The cytotoxicity of D‐Fe₃S₄ was evaluated in VK2 cells (ATCC 2616) using CCK8 kit. VK2 cells were inoculated into a sterile 96‐well plate (Corning, NY) and incubated in DMEM with 10% FBS under 5% CO₂ at 37 °C for 12 h. The initial concentration of the VK2 cells was 5000 × 10⁴ cells per well. VK2 cells were treated with a series of concentrations of D‐Fe₃S₄ (64 × 10^‐6, 128× 10^‐6, 256 × 10^‐6, 512 × 10^‐6 and 1024 × 10^‐6 m) for 24 h. Finally, CCK8 was added to a 96‐well plate and incubated with VK2 cells for 2–3 h. The supernatant were extracted, and measured at 532 nm using a miniature tablet reader. Relative cell viability was calculated by comparing with untreated control cells. The cytotoxicity of the supernatant containing polysulfide species and ferrous iron released from D‐Fe₃S₄ was evaluated with the VK2, macrophages (RAW264.7) and HaCaT (human keratinocytes) using the above same procedure. The supernatant was prepared by incubating D‐Fe₃S₄ in water for 24 h at room temperature and collected via a centrifugation at 10 000 g for 10 min.

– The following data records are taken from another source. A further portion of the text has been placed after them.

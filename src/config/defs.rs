use std::fmt;
use std::path::PathBuf;
use crate::cli::Arguments;
use lazy_static::lazy_static;
use std::collections::HashMap;

// External software
pub const FASTQC_TAG: &str = "fastqc";
pub const MULTIQC_TAG: &str = "multiqc";
pub const FASTP_TAG: &str = "fastp";
pub const HISAT2_TAG: &str = "hisat2";
pub const HISAT2_BUILD_TAG: &str = "hisat2-build";
pub const SAMTOOLS_TAG: &str = "samtools";
pub const WGET_TAG: &str = "wget";


lazy_static! {
    /// Minimum (major, minor) accepted for each external tool.
    pub static ref TOOL_VERSIONS: HashMap<&'static str, (u32, u32)> = {
        let mut m = HashMap::new();
        m.insert(FASTQC_TAG, (0, 11));
        m.insert(MULTIQC_TAG, (1, 9));
        m.insert(FASTP_TAG, (0, 20));
        m.insert(HISAT2_TAG, (2, 1));
        m.insert(HISAT2_BUILD_TAG, (2, 1));
        m.insert(SAMTOOLS_TAG, (1, 10)); // flagstat layout with "primary mapped" lines
        m.insert(WGET_TAG, (1, 0));

        m
    };
}

#[derive(Debug, Clone, Copy, PartialEq)]
pub enum SamtoolsSubcommand {
    Sort,
    Index,
    Flagstat,
}

impl SamtoolsSubcommand {
    pub fn as_str(&self) -> &'static str {
        match self {
            SamtoolsSubcommand::Sort => "sort",
            SamtoolsSubcommand::Index => "index",
            SamtoolsSubcommand::Flagstat => "flagstat",
        }
    }
}

/// Read direction of a paired-end sample.
#[derive(Debug, Clone, Copy, PartialEq, Eq)]
pub enum Mate {
    R1,
    R2,
}

impl Mate {
    pub const BOTH: [Mate; 2] = [Mate::R1, Mate::R2];

    /// Suffix used in file names, e.g. `SRR1_1.fastq.gz`.
    pub fn suffix(&self) -> &'static str {
        match self {
            Mate::R1 => "1",
            Mate::R2 => "2",
        }
    }
}

// Static Filenames
pub const RAW_FASTQ_EXT: &str = "fastq.gz";
pub const TRIMMED_FASTQ_EXT: &str = "trimmed.fastq.gz";
pub const MAPPING_SUMMARY_TSV: &str = "mapping_summary.tsv";
pub const TRIMMING_SUMMARY_TSV: &str = "trimming_summary.tsv";
pub const RAW_DUPLICATION_TSV: &str = "raw_duplication.tsv";
pub const MAPPING_PLOT: &str = "mapping_rate.svg";
pub const KEPT_READS_PLOT: &str = "kept_reads.svg";
pub const FASTQC_DATA_TXT: &str = "fastqc_data.txt";
pub const HISAT2_INDEX_BASE: &str = "genome";
pub const HISAT2_INDEX_PARTS: usize = 8;

// Static Parameters
pub const NA: &str = "NA";
pub const HIGH_LOAD_PERCENT: f32 = 80.0;

pub const FASTQ_EXTS: &[&'static str] = &["fastq", "fq"];
pub const COMPRESSION_EXTS: &[&'static str] = &["gz", "bz2"];


pub struct RunConfig  {
    pub cwd: PathBuf,
    pub out_dir: PathBuf,
    pub threads: usize,
    pub args: Arguments,
}


#[derive(Debug)]
pub enum PipelineError {
    InvalidConfig(String),
    MissingInput(PathBuf),
    ToolExecution { tool: String, error: String },
    ToolVersion { tool: String, found: String, required: String },
    IOError(String),
    InvalidFastqFormat(String),
    ReportParse { path: PathBuf, error: String },
    Other(anyhow::Error),
}

impl fmt::Display for PipelineError {
    fn fmt(&self, f: &mut fmt::Formatter<'_>) -> fmt::Result {
        match self {
            PipelineError::InvalidConfig(msg) => write!(f, "Invalid configuration: {}", msg),
            PipelineError::MissingInput(path) => write!(f, "Required input not found: {}", path.display()),
            PipelineError::ToolExecution { tool, error } => write!(f, "{} failed: {}", tool, error),
            PipelineError::ToolVersion { tool, found, required } => {
                write!(f, "{} version {} is older than required {}", tool, found, required)
            }
            PipelineError::IOError(msg) => write!(f, "I/O error: {}", msg),
            PipelineError::InvalidFastqFormat(msg) => write!(f, "Invalid FASTQ: {}", msg),
            PipelineError::ReportParse { path, error } => {
                write!(f, "Could not parse report {}: {}", path.display(), error)
            }
            PipelineError::Other(e) => write!(f, "{}", e),
        }
    }
}

impl std::error::Error for PipelineError {}

impl From<std::io::Error> for PipelineError {
    fn from(e: std::io::Error) -> Self {
        PipelineError::IOError(e.to_string())
    }
}

impl From<anyhow::Error> for PipelineError {
    fn from(e: anyhow::Error) -> Self {
        match e.downcast::<PipelineError>() {
            Ok(pipeline_error) => pipeline_error,
            Err(other) => PipelineError::Other(other),
        }
    }
}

For animal test, ten healthy Balb/C mice (7 week old female mice) were randomly divided into two groups with five mice in each group. 10 µL (1024 × 10^‐6 m) D‐Fe₃S₄ was injected into the vagina in one group and PBS was injected into the mice of the control group. Vaginal inoculation was performed once a day for seven days for each mouse. The mice's behavior, including feeding, drinking, activity, and weight, was then continuously observed and recorded. Finally, three mice in each group were sacrificed for vaginal histopathological examination and major organ histochemical examination.

Statistical Analysis

Each experiment was repeated at least three times and the data were interpreted as means ± SD. GraphPad Prism8.3 was used for statistical analysis. The t‐test was used to make a comparison between the two sides (test and control). The statistical significance of the data in the present study was expressed as *p < 0.05, **p < 0.01, ***p < 0.001, and****p < 0.0001).

Conflict of Interest

The authors declare no conflict of interest.

Author Contributions

L.F. and R.M. contributed equally to this work. L.G. conceived and organized the project and wrote the manuscript. L.F. and Q.W. conducted in vitro and in vivo antibacterial tests of iron polysulfide. Y.L. and X.W. helped synthesis and characterization of iron sulfide minerals. L.C. conducted theoretical analysis of Fe–S bonds and X.J.G. analyzed the binding of glucokinase with glucose. Y.H. and T.W. performed structure prediction of glucokinase and purified glucokinase. H.W., Q.S., and C.C. provided clinical guideline and samples. J.J. guided the cell and animal tests. L.G. contributed to data discussion and drafted the manuscript. All authors contributed to the editing of the manuscript.

Supporting information

Supporting Information

Supporting Information

Supporting Information

Fang L., Ma R., Gao X. J., Chen L., Liu Y., Huo Y., Wei T., Wang X., Wang Q., Wang H., Cui C., Shi Q., Jiang J., Gao L., Metastable Iron Sulfides Gram‐Dependently Counteract Resistant Gardnerella Vaginalis for Bacterial Vaginosis Treatment. Adv. Sci. 2022, 9, 2104341. 10.1002/advs.202104341

Data Availability Statement

The data that support the findings of this study are available from the corresponding author upon reasonable request.